Wild elephants wander across the crowded flatland of India; the forested river banks through fields in Brazil; a ribbon (缎带) of green spreads across Europe where the Iron Curtain used to be. Using such wildlife corridors (走廊) to link up larger but isolated (孤立的) protected areas is the most widely used method for stopping biodiversity decline (生物多样性衰退), with millions of dollars spent creating and protecting them every year. But has enthusiasm for a neat idea got ahead of the science?
As wild habitat is broken into isolated parts by farms, roads and settlements, we need to link them up with corridors of green. Then even if the entire habitat can't be recreated, old migration (迁徙) patterns can be brought back, escape routes created ahead of climate change and — perhaps most importantly — isolated populations can interbreed (杂交), improving their genetic (基因的) diversity and their ability to survive.
Recently, Paul Beier, a biologist from Northern Arizona University, and his colleague Andrew Gregory, warned that "in spite of much research, there is little evidence that protection corridors work as expected." There is, they say, plenty of evidence that wild animals will move through corridors. But supporters of corridors want, and claim, much more than this. They say that animals don't just go for a walk in their protection woods, but that they move in forever and interbreed with neighbouring populations. In this way corridors supposedly linked isolated and endangered populations into an interbreeding — and much more powerful — whole.
Such claims sometimes hold up. In the United Kingdom, the expansion (扩张) of Kielder Forest in the 1960s provided a link between isolated populations of endangered red squirrels. Genes from isolated populations have now "spread through hundreds of forest parts" across 100 kilometers and more.
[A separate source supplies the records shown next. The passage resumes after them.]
//! CLI command implementations

use anyhow::Result;
use std::path::Path;
use std::sync::Arc;
use tokio_util::sync::CancellationToken;
use tracing::{info, warn};

use crate::config::Config;
use crate::detect::DetectorSet;
use crate::ingest::{
    CachingSymbolResolver, ChainIngestor, JupiterPriceResolver, ReplayFetcher,
    StaticSymbolResolver, TransactionFetcher,
};
use crate::model::Chain;
use crate::profile::Profiler;
use crate::store::{MomentSink, Store};

/// Start the engine: one ingestion loop per chain with monitored wallets.
pub async fn start(config: &Config, replay: Option<&Path>, once: bool) -> Result<()> {
    info!("Starting wallet intelligence engine...");

    let store = Arc::new(Store::new());
    let sink = Arc::new(MomentSink::new());
    let profiler = Arc::new(Profiler::new(config.profiler.clone()));
    let detectors = Arc::new(DetectorSet::new(
        config.detectors.clone(),
        &config.classifier,
        store.clone(),
        sink.clone(),
    ));

    let mut chains = Vec::new();
    for chain in [Chain::Sol, Chain::Base] {
        let wallets = config.wallets_for(chain);
        if wallets.is_empty() {
            continue;
        }
        info!(chain = %chain, wallets = wallets.len(), "Monitoring wallets");
        for wallet in wallets {
            store.upsert_wallet(wallet);
        }
        chains.push(chain);
    }
    if chains.is_empty() {
        anyhow::bail!("no wallets configured; add [[wallets]] entries to the config file");
    }

    let fetcher: Arc<dyn TransactionFetcher> = match replay {
        Some(path) => {
            let fetcher = ReplayFetcher::from_file(path)
                .map_err(|e| anyhow::anyhow!("failed to load replay file: {e}"))?;
            info!(
                transactions = fetcher.transaction_count(),
                "Replaying transactions from file"
            );
            Arc::new(fetcher)
        }
        None => anyhow::bail!("no transaction source configured; pass --replay <file>"),
    };

    let symbols = Arc::new(CachingSymbolResolver::new(Arc::new(
        StaticSymbolResolver::new(config.tokens.clone()),
    )));
    let prices = Arc::new(JupiterPriceResolver::new(config.price.clone()));
    if !config.price.enabled {
        warn!("USD price lookups disabled; events will carry raw amounts only");
    }

    let ingestors: Vec<Arc<ChainIngestor>> = chains
        .iter()
        .map(|&chain| {
            Arc::new(ChainIngestor::new(
                chain,
                config.schedule(chain).clone(),
                config.classifier.clone(),
                store.clone(),
                profiler.clone(),
                detectors.clone(),
                fetcher.clone(),
                symbols.clone(),
                prices.clone(),
            ))
        })
        .collect();

    if once {
        for ingestor in &ingestors {
            ingestor.run_cycle().await;
        }
        print_summary(&store, &sink);
        return Ok(());
    }

    let cancel = CancellationToken::new();
    let mut handles = Vec::new();
    for ingestor in ingestors {
        let token = cancel.child_token();
        handles.push(tokio::spawn(async move {
            ingestor.run(token).await;
        }));
    }

    tokio::signal::ctrl_c().await?;
    info!("Shutdown requested");
    cancel.cancel();
    futures::future::join_all(handles).await;

    print_summary(&store, &sink);
    Ok(())
}

fn print_summary(store: &Store, sink: &MomentSink) {
    let profiles = store.profiles_snapshot();
    info!(
        profiles = profiles.len(),
        moments = sink.len(),
        "Engine summary"
    );
    for moment in sink.recent(20) {
        println!(
            "[{}] {} {} (severity {}): {}",
            moment.detected_at.format("%H:%M:%S"),
            moment.kind,
            moment.token_symbol.as_deref().unwrap_or("-"),
            moment.severity,
            moment.description
        );
    }
}

/// Show the effective configuration.
pub fn show_config(config: &Config) -> Result<()> {
    println!("{}", serde_json::to_string_pretty(config)?);
    Ok(())
}

/// List configured wallets.
pub fn wallets(config: &Config) -> Result<()> {
    if config.wallets.is_empty() {
        println!("No wallets configured.");
        return Ok(());
    }
    for entry in &config.wallets {
        let wallet = entry.to_wallet();
        println!(
            "{:<6} {:<24} tier {:?} {} {}",
            wallet.chain.to_string(),
            wallet.name,
            wallet.reputation_tier,
            wallet.short_address(),
            if wallet.is_active { "" } else { "(inactive)" }
        );
    }
    Ok(())
}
But the Kielder Forest is much wider than an ordinary corridor. Few studies have looked for gene exchange in corridors; even fewer have found it. One study researched the genetic diversity of small marsupials (有袋类动物) in a narrow forest corridor crossing 4.5 kilometers of grassland in Queensland, Australia. It found that genetically distinct populations had kept on staying at either end. Mixing was impossible.
Other studies have shown that protection corridors work. But most have looked at short corridors of 100 meters through largely natural landscape. "That species can travel along short corridors in a natural setting doesn't mean that they will be successful travelling along much longer corridors which are in a landscape greatly affected by human beings," says Gregory, "still less that such movements occur frequently enough to allow enough gene exchange to occur so that the connected habitat blocks function as one population."
Perhaps we shouldn't make the perfect the enemy of the good. Is any corridor surely better than none? But consider this. The edges of wild areas are known danger zones for wildlife, where enemies and diseases may invade (侵略). Linking two existing protected areas with a long narrow corridor may uncover it to greater danger along these edges. Unless the benefit exceeds (超过) the threat, then there is serious possibility to do harm.